--- Source data Enclosed Below ---

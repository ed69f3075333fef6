//! Graph configuration.

/// Default upper bound on frames delivered by one device callback.
pub const DEFAULT_MAXIMUM_FRAMES_PER_SLICE: u32 = 4096;

/// Settings applied when a [`Graph`](crate::Graph) is created.
///
/// ```
/// use klangnetz::{Graph, GraphConfig};
///
/// let graph = Graph::with_config(GraphConfig::default().with_maximum_frames_per_slice(512));
/// assert_eq!(graph.config().maximum_frames_per_slice, 512);
/// ```
#[derive(Clone, Copy, Debug, PartialEq, Eq)]
pub struct GraphConfig {
    /// Largest callback the I/O boundary is asked to deliver. Sizes the
    /// silence buffer and the input staging buffer.
    pub maximum_frames_per_slice: u32,
}

impl Default for GraphConfig {
    fn default() -> Self {
        Self {
            maximum_frames_per_slice: DEFAULT_MAXIMUM_FRAMES_PER_SLICE,
        }
    }
}

impl GraphConfig {
    pub fn with_maximum_frames_per_slice(mut self, frames: u32) -> Self {
        self.maximum_frames_per_slice = frames.max(1);
        self
    }
}
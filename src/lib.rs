//! A realtime audio routing graph.
//!
//! Nodes with fixed input and output buses are wired together by
//! format-carrying [`Connection`]s owned by a [`Graph`]. The audio callback
//! pulls buffers through the graph from the device output upstream, while the
//! control thread keeps rewiring it.
//!
//! Rendering never waits on the control thread. Every node publishes an
//! immutable [`Kernel`] describing its connections, swapped in atomically
//! whenever they change; a render call keeps the kernel it started with and
//! resolves connections through weak references, so a connection removed
//! mid-callback simply reads as absent.
//!
//! ```
//! use klangnetz::io::offline::OfflineDevice;
//! use klangnetz::{AudioTime, Format, Graph, GraphNode, GraphNodeArgs, PcmBuffer};
//!
//! let format = Format::float32(48000.0, 1);
//! let device = OfflineDevice::new(Some(format), None);
//!
//! let graph = Graph::new();
//! let io = graph.add_io(Some(device.clone()));
//!
//! let tone = GraphNode::new(GraphNodeArgs::with_buses(0, 1));
//! tone.set_render_handler(|args| args.buffer.data_mut(0).fill(0.25));
//! graph.connect(&tone, io.output_node(), format).unwrap();
//!
//! graph.start_render().unwrap();
//! let mut out = PcmBuffer::new(format, 256);
//! device.render(Some(&mut out), None, AudioTime::new(0, 48000.0));
//! assert!(out.data(0).iter().all(|&s| s == 0.25));
//! ```

extern crate alloc;

mod buffer;
mod config;
mod connection;
mod error;
mod format;
mod graph;
pub mod io;
mod kernel;
mod node;
pub mod nodes;
mod notify;

pub use buffer::{PcmBuffer, SilenceBuffer};
pub use config::{GraphConfig, DEFAULT_MAXIMUM_FRAMES_PER_SLICE};
pub use connection::{Connection, ConnectionId};
pub use error::{BufferError, Direction, GraphError, IoError};
pub use format::{AudioTime, Format, PcmFormat};
pub use graph::Graph;
pub use kernel::{ConnectionWeakMap, Kernel};
pub use node::{
    render_source, GraphNode, GraphNodeArgs, LifecycleFn, NodeId, NodeMethod, PrepareKernelFn, RenderArgs, RenderFn,
};
pub use notify::{Notifier, Observer};
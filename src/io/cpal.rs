//! Hardware output through cpal.
//!
//! ```no_run
//! use klangnetz::io::cpal::CpalDevice;
//! use klangnetz::io::IoDevice;
//!
//! for device in CpalDevice::list_outputs() {
//!     println!("{}: {} Hz, {} ch", device.name(), device.sample_rate(), device.channels());
//! }
//! ```

use alloc::boxed::Box;
use alloc::string::{String, ToString};
use alloc::sync::Arc;
use alloc::vec;
use alloc::vec::Vec;
use std::thread::JoinHandle;
use std::time::{Duration, Instant};

use ::cpal::traits::{DeviceTrait, HostTrait, StreamTrait};
use ::cpal::{FromSample, Sample, SampleFormat, SizedSample, SupportedStreamConfig};
use parking_lot::Mutex;
use rtrb::{Producer, RingBuffer};
use tracing::error;

use crate::buffer::PcmBuffer;
use crate::error::IoError;
use crate::format::{AudioTime, Format};
use crate::io::{IoCore, IoDevice, IoRenderArgs, RenderSlot};

const START_TIMEOUT: Duration = Duration::from_secs(2);

/// A discovered audio output device.
pub struct CpalDevice {
    device: Mutex<::cpal::Device>,
    config: SupportedStreamConfig,
    name: String,
    sample_rate: u32,
    channels: u16,
}

impl CpalDevice {
    /// The system's default output device, if there is one.
    pub fn default_output() -> Option<Arc<Self>> {
        let host = ::cpal::default_host();
        let device = host.default_output_device()?;
        Self::from_device(device)
    }

    /// Every output device that reports a default configuration.
    pub fn list_outputs() -> Vec<Arc<Self>> {
        let host = ::cpal::default_host();
        host.output_devices()
            .map(|devices| devices.filter_map(Self::from_device).collect())
            .unwrap_or_default()
    }

    fn from_device(device: ::cpal::Device) -> Option<Arc<Self>> {
        let config = device.default_output_config().ok()?;
        let name = device.name().unwrap_or_else(|_| "Unknown".into());
        Some(Arc::new(Self {
            sample_rate: config.sample_rate().0,
            channels: config.channels(),
            name,
            device: Mutex::new(device),
            config,
        }))
    }

    pub fn sample_rate(&self) -> u32 {
        self.sample_rate
    }

    pub fn channels(&self) -> u16 {
        self.channels
    }
}

impl IoDevice for CpalDevice {
    fn name(&self) -> String {
        self.name.clone()
    }

    fn input_format(&self) -> Option<Format> {
        None
    }

    /// Non-interleaved float32; the driver converts and interleaves.
    fn output_format(&self) -> Option<Format> {
        Some(Format::float32(self.sample_rate as f64, self.channels as u32))
    }

    fn make_io_core(&self, slot: Arc<RenderSlot>, maximum_frames: u32) -> Result<Box<dyn IoCore>, IoError> {
        Ok(Box::new(CpalCore {
            device: self.device.lock().clone(),
            config: self.config.clone(),
            slot,
            maximum_frames,
            worker: None,
        }))
    }
}

enum Command {
    Stop,
}

struct Worker {
    commands: Producer<Command>,
    thread: JoinHandle<()>,
}

impl Worker {
    fn shut_down(mut self) {
        let _ = self.commands.push(Command::Stop);
        self.thread.thread().unpark();
        if self.thread.join().is_err() {
            error!("audio stream thread panicked");
        }
    }
}

/// Owns the stream thread. The stream lives on its own thread because cpal
/// streams are not `Send` on every platform.
struct CpalCore {
    device: ::cpal::Device,
    config: SupportedStreamConfig,
    slot: Arc<RenderSlot>,
    maximum_frames: u32,
    worker: Option<Worker>,
}

impl IoCore for CpalCore {
    fn start(&mut self) -> Result<(), IoError> {
        if self.worker.is_some() {
            return Ok(());
        }

        let (commands, mut inbox) = RingBuffer::<Command>::new(4);
        let (mut status_tx, mut status_rx) = RingBuffer::<Result<(), String>>::new(1);

        let device = self.device.clone();
        let config = self.config.clone();
        let slot = self.slot.clone();
        let frames = self.maximum_frames;

        let thread = std::thread::Builder::new()
            .name("klangnetz-cpal".into())
            .spawn(move || {
                let stream = match build_stream(&device, &config, slot, frames) {
                    Ok(stream) => stream,
                    Err(err) => {
                        let _ = status_tx.push(Err(err.to_string()));
                        return;
                    }
                };
                if let Err(err) = stream.play() {
                    let _ = status_tx.push(Err(err.to_string()));
                    return;
                }
                let _ = status_tx.push(Ok(()));

                // The stream stays alive until told to stop; dropping it
                // waits for the callback in flight.
                loop {
                    match inbox.pop() {
                        Ok(Command::Stop) => break,
                        Err(_) => std::thread::park(),
                    }
                }
                drop(stream);
            })
            .map_err(|err| IoError::Stream(err.to_string()))?;

        let deadline = Instant::now() + START_TIMEOUT;
        let status = loop {
            if let Ok(status) = status_rx.pop() {
                break status;
            }
            if thread.is_finished() && status_rx.is_empty() {
                break Err("audio stream thread exited".to_string());
            }
            if Instant::now() > deadline {
                break Err("timed out starting audio stream".to_string());
            }
            std::thread::sleep(Duration::from_millis(1));
        };

        let worker = Worker { commands, thread };
        match status {
            Ok(()) => {
                self.worker = Some(worker);
                Ok(())
            }
            Err(err) => {
                worker.shut_down();
                Err(IoError::Stream(err))
            }
        }
    }

    fn stop(&mut self) {
        if let Some(worker) = self.worker.take() {
            worker.shut_down();
        }
    }
}

impl Drop for CpalCore {
    fn drop(&mut self) {
        self.stop();
    }
}

fn build_stream(
    device: &::cpal::Device,
    config: &SupportedStreamConfig,
    slot: Arc<RenderSlot>,
    frames: u32,
) -> Result<::cpal::Stream, IoError> {
    match config.sample_format() {
        SampleFormat::F32 => build_typed_stream::<f32>(device, config, slot, frames),
        SampleFormat::I16 => build_typed_stream::<i16>(device, config, slot, frames),
        SampleFormat::U16 => build_typed_stream::<u16>(device, config, slot, frames),
        other => Err(IoError::UnsupportedSampleFormat(format!("{other:?}"))),
    }
}

fn build_typed_stream<T>(
    device: &::cpal::Device,
    config: &SupportedStreamConfig,
    slot: Arc<RenderSlot>,
    frames: u32,
) -> Result<::cpal::Stream, IoError>
where
    T: SizedSample + FromSample<f32>,
{
    let stream_config = config.config();
    let channels = stream_config.channels.max(1) as usize;
    let sample_rate = stream_config.sample_rate.0 as f64;
    let format = Format::float32(sample_rate, channels as u32);

    let mut buffer = PcmBuffer::new(format, frames);
    let mut interleaved = vec![0.0f32; frames as usize * channels];
    let mut sample_time = 0i64;

    device
        .build_output_stream(
            &stream_config,
            move |data: &mut [T], _: &::cpal::OutputCallbackInfo| {
                let len = data.len() / channels;
                if buffer.frame_capacity() < len as u32 {
                    buffer.reshape(format, len as u32);
                }
                if interleaved.len() < data.len() {
                    interleaved.resize(data.len(), 0.0);
                }
                let _ = buffer.set_frame_length(len as u32);
                buffer.clear();

                slot.render(IoRenderArgs::output(&mut buffer, AudioTime::new(sample_time, sample_rate)));

                let written = buffer.write_interleaved(&mut interleaved[..data.len()], channels) * channels;
                for (out, sample) in data.iter_mut().zip(&interleaved[..written]) {
                    *out = T::from_sample(*sample);
                }
                sample_time += len as i64;
            },
            |err: ::cpal::StreamError| error!(%err, "cpal stream error"),
            None,
        )
        .map_err(|err| IoError::Stream(err.to_string()))
}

--- End of Enclosed Source data ---

» Work item: Above are the records; please copy exactly their first line and each line after it through the line containing "pub struct GraphConfig", and no line after that.

» Worked solution:
repository ed69f3075333fef6
//! Graph configuration.

/// Default upper bound on frames delivered by one device callback.
pub const DEFAULT_MAXIMUM_FRAMES_PER_SLICE: u32 = 4096;

/// Settings applied when a [`Graph`](crate::Graph) is created.
///
/// ```
/// use klangnetz::{Graph, GraphConfig};
///
/// let graph = Graph::with_config(GraphConfig::default().with_maximum_frames_per_slice(512));
/// assert_eq!(graph.config().maximum_frames_per_slice, 512);
/// ```
#[derive(Clone, Copy, Debug, PartialEq, Eq)]
pub struct GraphConfig {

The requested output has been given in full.